Y fue en la penúltima jornada de la fase de grupos de la Champions donde el Real Madrid ofreció lo que podría considerarse su mejor partido de la temporada.

Un lavado de cara

El equipo demostró que, cuando lo desea, es capaz de correr y presionar efectivamente. Quedó muy atrás la imagen de finales de año o la mostrada en Albacete. El Madrid de Arbeloa ante el Mónaco fue otro: agresivo, intenso, hambriento en la presión alta y con una actitud claramente reivindicativa desde el inicio.

En el Santiago Bernabéu, el equipo se mostró eléctrico, comprometido con la presión y mantuvo un ritmo elevado durante todo el encuentro, sin bajar el pie del acelerador. Vinicius y Bellingham usaron el escenario para lanzar mensajes claros al público con celebraciones cargadas de intención.

Los jugadores del Real Madrid celebran el gol de Bellingham en la victoria ante el Mónaco.

Los jugadores del Real Madrid celebran el gol de Bellingham en la victoria ante el Mónaco. Reuters

El brasileño realizó un partido sobresaliente, imparable en duelos individuales y decisivo, y dedicó su gol a Arbeloa, ignorando a la grada. Por su parte, el inglés tuvo un gesto dirigido a quienes critican su vida nocturna.

La acción de Jude no pasará desapercibida, y será importante que su rendimiento lo respalde para que dicha celebración no se vuelva en su contra.

Por encima de todos, sobresalió Kylian Mbappé. El francés marcó el camino con sacrificio, presionando como si las críticas fuesen en su contra. Anotó dos goles más –ya suma 32– y desplegó un constante esfuerzo físico que contagió al resto del equipo.
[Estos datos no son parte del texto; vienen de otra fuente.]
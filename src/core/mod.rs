//! Core module - pure game rules with no I/O dependencies
//!
//! Everything the simulation needs lives here: the board grid, the shape
//! catalog, the piece bag, the active piece, the phase machine, and the
//! lock snapshot format. Nothing in this module touches the terminal or
//! the filesystem.

pub mod bag;
pub mod board;
pub mod game;
pub mod piece;
pub mod shapes;
pub mod snapshot;

// Re-export commonly used types
pub use bag::PieceBag;
pub use board::Board;
pub use game::Game;
pub use piece::ActivePiece;
pub use snapshot::LockRecord;
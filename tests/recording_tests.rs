//! Filesystem round trips for the lock recorder and replay logs.

use std::fs;
use std::path::{Path, PathBuf};

use blockwell::core::LockRecord;
use blockwell::record::{JsonDirRecorder, LockSink, VecSink};
use blockwell::replay::{self, LoggedIntent, ReplayLog};
use blockwell::types::Intent;

fn scratch_dir(tag: &str) -> PathBuf {
    let dir = std::env::temp_dir().join(format!("blockwell_{}_{}", tag, std::process::id()));
    let _ = fs::remove_dir_all(&dir);
    dir
}

#[test]
fn test_recorder_writes_parseable_snapshots() {
    let dir = scratch_dir("recorder");
    let mut recorder = JsonDirRecorder::create(dir.clone()).unwrap();

    // Gravity alone produces a steady stream of locks.
    let records = replay::run(9, &[], 16, 60_000);
    assert!(!records.is_empty());
    for record in &records {
        recorder.record(record).unwrap();
    }

    for record in &records {
        let path = dir.join(format!("turn_{}.json", record.turn));
        let text = fs::read_to_string(&path).unwrap();
        let parsed: LockRecord = serde_json::from_str(&text).unwrap();
        assert_eq!(&parsed, record);
    }

    let _ = fs::remove_dir_all(&dir);
}

#[test]
fn test_session_directory_lands_under_the_root() {
    let root = scratch_dir("sessions");
    let recorder = JsonDirRecorder::create_session(&root).unwrap();

    assert!(recorder.dir().starts_with(&root));
    let name = recorder.dir().file_name().unwrap().to_string_lossy().into_owned();
    assert!(name.starts_with("session_"), "unexpected name {name}");

    let _ = fs::remove_dir_all(&root);
}

#[test]
fn test_vec_sink_accumulates_in_order() {
    let records = replay::run(9, &[], 16, 30_000);
    assert!(!records.is_empty());

    let mut sink = VecSink::default();
    for record in &records {
        sink.record(record).unwrap();
    }
    assert_eq!(sink.records, records);
}

#[test]
fn test_replay_log_file_round_trip() {
    let dir = scratch_dir("replay_log");
    fs::create_dir_all(&dir).unwrap();

    let log = ReplayLog {
        seed: 5,
        tick_ms: 16,
        total_ms: 30_000,
        intents: vec![
            LoggedIntent {
                at_ms: 100,
                intent: Intent::MoveLeft,
            },
            LoggedIntent {
                at_ms: 400,
                intent: Intent::HardDrop,
            },
        ],
    };
    let path = dir.join("log.json");
    fs::write(&path, serde_json::to_string(&log).unwrap()).unwrap();

    let loaded = replay::load_log(&path).unwrap();
    assert_eq!(loaded, log);

    let from_file = replay::run_log(&loaded);
    let direct = replay::run(5, &log.intents, 16, 30_000);
    assert_eq!(from_file, direct);

    let _ = fs::remove_dir_all(&dir);
}

#[test]
fn test_load_log_reports_the_failing_path() {
    let missing = Path::new("/definitely/not/here/blockwell.json");
    let err = replay::load_log(missing).unwrap_err();
    assert!(err.to_string().contains("replay:"));
}

struct FailingSink {
    attempts: u32,
}

impl LockSink for FailingSink {
    fn record(&mut self, _record: &LockRecord) -> anyhow::Result<()> {
        self.attempts += 1;
        Err(anyhow::anyhow!("disk full"))
    }
}

#[test]
fn test_failing_sink_does_not_stop_the_run() {
    let records = replay::run(11, &[], 16, 30_000);
    assert!(records.len() > 1);

    // Same tolerance loop the runner uses: count, keep the last message.
    let mut sink = FailingSink { attempts: 0 };
    let mut failures = 0u32;
    let mut last_error = None;
    for record in &records {
        if let Err(e) = sink.record(record) {
            failures += 1;
            last_error = Some(e.to_string());
        }
    }

    assert_eq!(failures, records.len() as u32);
    assert_eq!(sink.attempts, failures);
    assert_eq!(last_error.as_deref(), Some("disk full"));
}
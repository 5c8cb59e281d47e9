//! Falling-block puzzle engine with a terminal front end.
//!
//! The simulation lives in [`core`] and is fully deterministic: a seed plus a
//! timestamped intent script reproduce a run exactly, which [`replay`] and
//! [`record`] build on. Terminal concerns stay in [`term`] and [`input`].

pub mod core;
pub mod input;
pub mod record;
pub mod replay;
pub mod term;
pub mod types;
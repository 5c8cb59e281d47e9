//! Flushes framebuffers to a real terminal through crossterm.
//!
//! The renderer keeps the previously drawn frame and only emits the cells
//! that changed, coalescing horizontal runs to cut cursor moves.

use std::io::{self, Write};

use anyhow::Result;

use crossterm::{
    cursor,
    style::{
        Attribute, Color, Print, ResetColor, SetAttribute, SetBackgroundColor, SetForegroundColor,
    },
    terminal, QueueableCommand,
};

use crate::term::fb::{CellStyle, FrameBuffer};
use crate::types::Rgb;

pub struct TerminalRenderer {
    stdout: io::Stdout,
    last: Option<FrameBuffer>,
}

impl TerminalRenderer {
    pub fn new() -> Self {
        Self {
            stdout: io::stdout(),
            last: None,
        }
    }

    pub fn enter(&mut self) -> Result<()> {
        terminal::enable_raw_mode()?;
        self.stdout.queue(terminal::EnterAlternateScreen)?;
        self.stdout.queue(cursor::Hide)?;
        self.stdout.queue(terminal::DisableLineWrap)?;
        self.stdout.flush()?;
        Ok(())
    }

    pub fn exit(&mut self) -> Result<()> {
        self.stdout.queue(ResetColor)?;
        self.stdout.queue(SetAttribute(Attribute::Reset))?;
        self.stdout.queue(terminal::EnableLineWrap)?;
        self.stdout.queue(cursor::Show)?;
        self.stdout.queue(terminal::LeaveAlternateScreen)?;
        self.stdout.flush()?;
        terminal::disable_raw_mode()?;
        Ok(())
    }

    /// Drop the remembered frame so the next draw repaints everything.
    /// Call this on terminal resize.
    pub fn invalidate(&mut self) {
        self.last = None;
    }

    /// Draw a frame and swap it into internal state.
    ///
    /// The caller keeps a single `FrameBuffer` and passes it in every frame;
    /// after the draw it receives the previous frame's buffer back, so no
    /// allocation happens in the steady state.
    pub fn draw_swap(&mut self, fb: &mut FrameBuffer) -> Result<()> {
        let mut prev = match self.last.take() {
            Some(prev) => prev,
            None => FrameBuffer::new(fb.width(), fb.height()),
        };

        if prev.width() != fb.width() || prev.height() != fb.height() {
            self.full_redraw(fb)?;
            prev.resize(fb.width(), fb.height());
        } else {
            self.diff_redraw(fb, &prev)?;
        }

        std::mem::swap(&mut prev, fb);
        self.last = Some(prev);
        Ok(())
    }

    fn full_redraw(&mut self, fb: &FrameBuffer) -> Result<()> {
        self.stdout
            .queue(terminal::Clear(terminal::ClearType::All))?;
        self.stdout.queue(cursor::MoveTo(0, 0))?;

        let mut active_style: Option<CellStyle> = None;
        for y in 0..fb.height() {
            for x in 0..fb.width() {
                let cell = fb.get(x, y).unwrap_or_default();
                if active_style != Some(cell.style) {
                    self.apply_style(cell.style)?;
                    active_style = Some(cell.style);
                }
                self.stdout.queue(Print(cell.ch))?;
            }
            if y + 1 < fb.height() {
                self.stdout.queue(Print("\r\n"))?;
            }
        }

        self.stdout.queue(ResetColor)?;
        self.stdout.queue(SetAttribute(Attribute::Reset))?;
        self.stdout.flush()?;
        Ok(())
    }

    fn diff_redraw(&mut self, next: &FrameBuffer, prev: &FrameBuffer) -> Result<()> {
        let mut active_style: Option<CellStyle> = None;

        visit_dirty_runs(prev, next, |x, y, len| {
            // One cursor move per run, then the run's cells in order.
            self.stdout.queue(cursor::MoveTo(x, y))?;
            for dx in 0..len {
                let cell = next.get(x + dx, y).unwrap_or_default();
                if active_style != Some(cell.style) {
                    self.apply_style(cell.style)?;
                    active_style = Some(cell.style);
                }
                self.stdout.queue(Print(cell.ch))?;
            }
            Ok(())
        })?;

        self.stdout.queue(ResetColor)?;
        self.stdout.queue(SetAttribute(Attribute::Reset))?;
        self.stdout.flush()?;
        Ok(())
    }

    fn apply_style(&mut self, style: CellStyle) -> Result<()> {
        self.stdout
            .queue(SetForegroundColor(rgb_to_color(style.fg)))?;
        self.stdout
            .queue(SetBackgroundColor(rgb_to_color(style.bg)))?;
        self.stdout.queue(SetAttribute(Attribute::Reset))?;
        if style.bold {
            self.stdout.queue(SetAttribute(Attribute::Bold))?;
        }
        if style.dim {
            self.stdout.queue(SetAttribute(Attribute::Dim))?;
        }
        Ok(())
    }
}

fn rgb_to_color(rgb: Rgb) -> Color {
    Color::Rgb {
        r: rgb.r,
        g: rgb.g,
        b: rgb.b,
    }
}

/// Walk the cells that differ between two frames, merging horizontally
/// adjacent changes into `(x, y, len)` runs.
fn visit_dirty_runs(
    prev: &FrameBuffer,
    next: &FrameBuffer,
    mut emit: impl FnMut(u16, u16, u16) -> Result<()>,
) -> Result<()> {
    if prev.width() != next.width() || prev.height() != next.height() {
        // Dimensions differ, so every row of the new frame is dirty.
        for y in 0..next.height() {
            emit(0, y, next.width())?;
        }
        return Ok(());
    }

    let w = next.width();
    for y in 0..next.height() {
        let mut x = 0;
        while x < w {
            if prev.get(x, y) == next.get(x, y) {
                x += 1;
                continue;
            }

            let start = x;
            while x < w && prev.get(x, y) != next.get(x, y) {
                x += 1;
            }
            emit(start, y, x - start)?;
        }
    }

    Ok(())
}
Tras esta victoria, Arbeloa tiene motivos para sentirse satisfecho. Lo que ha venido anunciando en rueda de prensa, aunque para algunos resulte exagerado, comienza a materializarse.

Es cierto que aún existe margen de mejora en defensa, sobre todo en una línea afectada por lesiones, pero finalmente la afición madridista disfrutó de una noche completa con su equipo. Seis goles que no se veían en Chamartín desde el 2 de abril de 2023 contra el Valladolid.

El Real Madrid ha sabido recuperarse tras atravesar un momento especialmente complicado. Lo sucedido el pasado sábado ante el Levante dejó una huella profunda en el vestuario.

El dominio del juego

El Real Madrid bajo la dirección de Álvaro Arbeloa ha encontrado un equilibrio que parecía esquivo durante la etapa de Xabi Alonso. Frente al Levante y al Mónaco, el equipo mostró un dominio absoluto en la posesión y, más importante aún, un control constante a lo largo de cada fase del partido.

La presión adelantada se tradujo en recuperaciones rápidas, y el equipo no perdió compostura tras cometer errores con el balón. La circulación fue fluida, con los mediocentros siempre disponibles entre líneas, evitando en la mayoría de las ocasiones que el rival superase la primera línea defensiva.

Arbeloa, sonriente antes del partido contra el Mónaco en Champions.

Arbeloa, sonriente antes del partido contra el Mónaco en Champions. Reuters

Arbeloa ha logrado dotar al Madrid de una identidad más definida: intenso sin el balón, paciente cuando lo posee. Su elección de laterales más adelantados y extremos interiores crea superioridades en bandas y obliga al rival a replegarse, liberando el centro del campo.

En ambos partidos, la lectura táctica fue impecable: el entrenador manejó los ritmos con inteligencia y mostró una madurez destacable en sus decisiones. Este Real Madrid proyecta autoridad, algo que con Xabi Alonso se intuía, pero no terminaba de reflejarse en el desempeño colectivo.

Objetivo: Liga y Champions

Los futbolistas asumieron el disgusto de la afición, aunque también compartieron la sensación de que la crítica fue en ocasiones excesiva e injusta, con un trato especialmente duro hacia Vinicius Junior.

Tras el encuentro ante el Mónaco, Arbeloa no evitó responder cuando le preguntaron si este Real Madrid debe considerarse candidato a la Champions: «El Madrid siempre es favorito a todo, este es el Madrid, es su competición y siempre parte como favorito».

Y lo cierto es que, si mantiene el nivel mostrado contra el equipo del Principado, el conjunto blanco podrá competir de igual a igual con cualquier rival.